What to work on: Return, from the material below, each line in which the word "energy" is present.
========================
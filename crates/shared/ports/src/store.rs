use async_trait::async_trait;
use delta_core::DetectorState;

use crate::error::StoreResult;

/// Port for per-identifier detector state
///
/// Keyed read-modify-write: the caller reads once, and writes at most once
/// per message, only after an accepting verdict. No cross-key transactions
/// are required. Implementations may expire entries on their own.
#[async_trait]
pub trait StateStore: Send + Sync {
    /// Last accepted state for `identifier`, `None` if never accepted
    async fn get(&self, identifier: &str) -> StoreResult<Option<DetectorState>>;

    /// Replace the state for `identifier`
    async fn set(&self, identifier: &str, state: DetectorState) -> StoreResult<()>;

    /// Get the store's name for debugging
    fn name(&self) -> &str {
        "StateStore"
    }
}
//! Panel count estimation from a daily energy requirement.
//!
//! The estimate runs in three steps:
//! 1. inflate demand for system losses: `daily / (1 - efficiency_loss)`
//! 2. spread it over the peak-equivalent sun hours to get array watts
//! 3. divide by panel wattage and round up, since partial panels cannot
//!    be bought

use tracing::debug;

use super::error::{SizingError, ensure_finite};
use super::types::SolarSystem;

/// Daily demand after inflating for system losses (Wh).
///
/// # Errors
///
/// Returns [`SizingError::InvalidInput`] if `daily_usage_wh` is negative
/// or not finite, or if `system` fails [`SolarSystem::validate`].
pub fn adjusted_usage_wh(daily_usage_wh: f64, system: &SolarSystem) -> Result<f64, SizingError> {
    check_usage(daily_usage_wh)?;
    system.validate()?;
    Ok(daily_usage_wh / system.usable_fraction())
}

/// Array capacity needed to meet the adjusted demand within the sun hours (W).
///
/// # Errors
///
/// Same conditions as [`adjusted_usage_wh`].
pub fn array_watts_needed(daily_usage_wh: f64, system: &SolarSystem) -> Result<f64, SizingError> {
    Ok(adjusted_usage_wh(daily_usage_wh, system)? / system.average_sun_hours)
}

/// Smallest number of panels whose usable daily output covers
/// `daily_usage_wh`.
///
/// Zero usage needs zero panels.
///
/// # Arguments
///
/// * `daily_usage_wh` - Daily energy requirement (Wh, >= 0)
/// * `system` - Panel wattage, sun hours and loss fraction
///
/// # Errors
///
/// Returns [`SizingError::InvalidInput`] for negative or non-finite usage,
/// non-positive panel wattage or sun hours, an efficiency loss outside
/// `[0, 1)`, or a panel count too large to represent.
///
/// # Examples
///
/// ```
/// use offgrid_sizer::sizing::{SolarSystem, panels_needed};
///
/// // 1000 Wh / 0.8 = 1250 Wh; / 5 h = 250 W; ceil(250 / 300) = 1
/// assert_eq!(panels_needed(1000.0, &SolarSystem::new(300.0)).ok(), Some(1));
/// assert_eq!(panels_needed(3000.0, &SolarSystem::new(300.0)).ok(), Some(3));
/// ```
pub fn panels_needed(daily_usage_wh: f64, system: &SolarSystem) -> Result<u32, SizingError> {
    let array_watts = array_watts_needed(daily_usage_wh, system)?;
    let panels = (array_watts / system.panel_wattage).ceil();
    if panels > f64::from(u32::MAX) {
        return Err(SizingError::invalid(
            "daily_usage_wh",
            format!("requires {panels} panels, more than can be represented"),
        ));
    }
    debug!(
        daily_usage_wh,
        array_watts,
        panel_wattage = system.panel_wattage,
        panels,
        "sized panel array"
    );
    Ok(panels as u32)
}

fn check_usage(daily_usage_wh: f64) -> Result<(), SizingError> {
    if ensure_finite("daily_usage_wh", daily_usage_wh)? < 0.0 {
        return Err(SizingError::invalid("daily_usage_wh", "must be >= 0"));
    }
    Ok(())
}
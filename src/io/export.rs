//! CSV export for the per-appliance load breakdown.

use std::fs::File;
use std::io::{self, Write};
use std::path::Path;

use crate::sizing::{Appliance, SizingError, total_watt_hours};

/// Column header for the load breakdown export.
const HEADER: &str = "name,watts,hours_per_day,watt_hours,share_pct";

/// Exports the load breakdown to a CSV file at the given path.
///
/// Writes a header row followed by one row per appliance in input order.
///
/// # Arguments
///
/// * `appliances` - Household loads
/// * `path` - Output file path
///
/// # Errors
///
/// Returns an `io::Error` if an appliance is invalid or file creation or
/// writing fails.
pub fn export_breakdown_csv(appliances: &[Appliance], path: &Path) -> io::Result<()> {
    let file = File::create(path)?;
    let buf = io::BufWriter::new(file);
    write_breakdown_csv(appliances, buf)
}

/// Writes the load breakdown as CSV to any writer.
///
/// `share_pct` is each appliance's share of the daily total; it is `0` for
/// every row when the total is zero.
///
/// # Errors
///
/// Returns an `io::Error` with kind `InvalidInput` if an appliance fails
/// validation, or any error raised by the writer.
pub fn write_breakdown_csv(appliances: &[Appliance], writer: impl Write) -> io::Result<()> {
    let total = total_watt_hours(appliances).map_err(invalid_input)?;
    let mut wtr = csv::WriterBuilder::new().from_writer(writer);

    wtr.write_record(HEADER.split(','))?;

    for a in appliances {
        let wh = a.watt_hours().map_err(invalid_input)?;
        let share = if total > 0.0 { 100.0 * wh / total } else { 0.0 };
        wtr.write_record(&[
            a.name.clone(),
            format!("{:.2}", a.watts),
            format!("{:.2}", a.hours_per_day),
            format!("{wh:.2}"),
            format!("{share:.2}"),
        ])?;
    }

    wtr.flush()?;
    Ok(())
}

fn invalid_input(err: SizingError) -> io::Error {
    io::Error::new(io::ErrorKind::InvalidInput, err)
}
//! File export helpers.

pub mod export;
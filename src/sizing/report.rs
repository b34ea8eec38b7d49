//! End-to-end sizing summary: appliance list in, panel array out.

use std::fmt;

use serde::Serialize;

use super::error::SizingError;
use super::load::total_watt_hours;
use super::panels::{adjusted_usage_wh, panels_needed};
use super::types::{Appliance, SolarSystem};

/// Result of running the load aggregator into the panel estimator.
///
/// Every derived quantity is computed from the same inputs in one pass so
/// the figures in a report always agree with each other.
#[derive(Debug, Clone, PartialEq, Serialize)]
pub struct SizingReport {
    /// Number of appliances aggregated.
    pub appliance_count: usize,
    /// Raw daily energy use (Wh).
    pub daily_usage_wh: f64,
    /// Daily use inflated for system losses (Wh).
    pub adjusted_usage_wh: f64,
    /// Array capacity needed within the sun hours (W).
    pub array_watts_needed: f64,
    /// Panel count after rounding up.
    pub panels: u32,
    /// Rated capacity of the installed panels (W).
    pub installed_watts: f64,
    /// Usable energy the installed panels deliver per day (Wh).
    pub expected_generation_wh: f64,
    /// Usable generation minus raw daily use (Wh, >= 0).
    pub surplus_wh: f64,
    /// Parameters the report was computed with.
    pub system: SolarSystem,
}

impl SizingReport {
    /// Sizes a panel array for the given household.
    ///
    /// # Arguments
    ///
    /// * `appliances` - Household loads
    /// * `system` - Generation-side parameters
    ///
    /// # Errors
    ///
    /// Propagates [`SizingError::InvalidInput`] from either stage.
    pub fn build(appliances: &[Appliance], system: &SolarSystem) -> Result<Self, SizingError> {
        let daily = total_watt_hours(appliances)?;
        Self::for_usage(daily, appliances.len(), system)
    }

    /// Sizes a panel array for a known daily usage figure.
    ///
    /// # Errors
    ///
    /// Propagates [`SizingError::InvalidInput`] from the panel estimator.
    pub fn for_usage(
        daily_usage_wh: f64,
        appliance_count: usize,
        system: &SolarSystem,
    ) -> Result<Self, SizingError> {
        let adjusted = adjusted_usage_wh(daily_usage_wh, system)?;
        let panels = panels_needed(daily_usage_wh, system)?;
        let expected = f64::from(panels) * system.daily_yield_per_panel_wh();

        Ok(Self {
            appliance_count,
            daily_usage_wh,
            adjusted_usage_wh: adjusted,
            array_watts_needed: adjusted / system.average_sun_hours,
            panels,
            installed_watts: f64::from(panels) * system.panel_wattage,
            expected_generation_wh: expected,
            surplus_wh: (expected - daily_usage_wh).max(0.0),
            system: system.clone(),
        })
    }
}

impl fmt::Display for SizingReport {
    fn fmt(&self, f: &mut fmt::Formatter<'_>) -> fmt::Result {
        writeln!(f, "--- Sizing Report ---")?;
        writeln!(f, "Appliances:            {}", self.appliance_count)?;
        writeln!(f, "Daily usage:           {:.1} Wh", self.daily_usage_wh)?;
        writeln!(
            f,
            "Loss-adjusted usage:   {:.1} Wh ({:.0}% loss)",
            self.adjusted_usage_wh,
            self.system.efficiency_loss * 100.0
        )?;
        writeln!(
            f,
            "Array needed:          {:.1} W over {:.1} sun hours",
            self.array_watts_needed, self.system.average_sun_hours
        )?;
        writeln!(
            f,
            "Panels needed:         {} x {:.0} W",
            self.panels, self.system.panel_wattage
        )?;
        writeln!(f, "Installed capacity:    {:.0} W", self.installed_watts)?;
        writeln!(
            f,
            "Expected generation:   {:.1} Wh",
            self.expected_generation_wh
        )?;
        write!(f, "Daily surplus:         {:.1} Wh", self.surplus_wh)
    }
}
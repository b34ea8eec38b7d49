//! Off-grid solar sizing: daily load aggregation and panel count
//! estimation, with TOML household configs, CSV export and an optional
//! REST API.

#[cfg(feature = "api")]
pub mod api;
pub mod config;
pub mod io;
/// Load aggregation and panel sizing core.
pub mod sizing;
========================
Written answer:
//! Panel count estimation from a daily energy requirement.
/// * `daily_usage_wh` - Daily energy requirement (Wh, >= 0)
    /// Raw daily energy use (Wh).
    /// Usable energy the installed panels deliver per day (Wh).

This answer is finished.